(WORK TO COMPLETE)
Write out exactly, please, the lines from the one containing "real calendar date" to the end of the material.

(RECORDS)

******************************

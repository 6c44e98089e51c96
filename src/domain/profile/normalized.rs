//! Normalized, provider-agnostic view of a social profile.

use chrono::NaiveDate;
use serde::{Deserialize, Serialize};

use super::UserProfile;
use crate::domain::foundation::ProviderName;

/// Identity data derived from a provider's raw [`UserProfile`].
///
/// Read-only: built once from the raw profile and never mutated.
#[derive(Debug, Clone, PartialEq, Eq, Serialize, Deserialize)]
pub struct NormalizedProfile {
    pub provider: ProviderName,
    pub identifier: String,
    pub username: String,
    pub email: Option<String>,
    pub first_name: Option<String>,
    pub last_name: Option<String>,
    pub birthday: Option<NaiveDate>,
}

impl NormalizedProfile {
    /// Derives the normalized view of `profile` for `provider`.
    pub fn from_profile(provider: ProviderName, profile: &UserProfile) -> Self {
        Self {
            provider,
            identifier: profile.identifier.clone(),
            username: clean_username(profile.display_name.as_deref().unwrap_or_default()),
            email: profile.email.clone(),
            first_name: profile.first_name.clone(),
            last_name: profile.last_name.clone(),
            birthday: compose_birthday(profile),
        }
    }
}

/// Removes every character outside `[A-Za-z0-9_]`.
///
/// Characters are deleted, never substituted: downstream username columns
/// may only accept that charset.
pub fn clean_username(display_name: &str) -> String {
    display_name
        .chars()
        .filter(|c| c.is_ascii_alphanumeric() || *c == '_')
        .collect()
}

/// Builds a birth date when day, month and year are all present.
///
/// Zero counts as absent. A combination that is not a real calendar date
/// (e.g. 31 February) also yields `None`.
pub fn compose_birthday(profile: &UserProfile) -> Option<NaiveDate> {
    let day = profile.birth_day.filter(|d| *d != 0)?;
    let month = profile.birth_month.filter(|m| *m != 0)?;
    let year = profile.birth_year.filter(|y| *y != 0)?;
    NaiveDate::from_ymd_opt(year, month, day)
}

******************************

(ANSWER TO THIS EXERCISE)
/// Zero counts as absent. A combination that is not a real calendar date
/// (e.g. 31 February) also yields `None`.
pub fn compose_birthday(profile: &UserProfile) -> Option<NaiveDate> {
    let day = profile.birth_day.filter(|d| *d != 0)?;
    let month = profile.birth_month.filter(|m| *m != 0)?;
    let year = profile.birth_year.filter(|y| *y != 0)?;
    NaiveDate::from_ymd_opt(year, month, day)
}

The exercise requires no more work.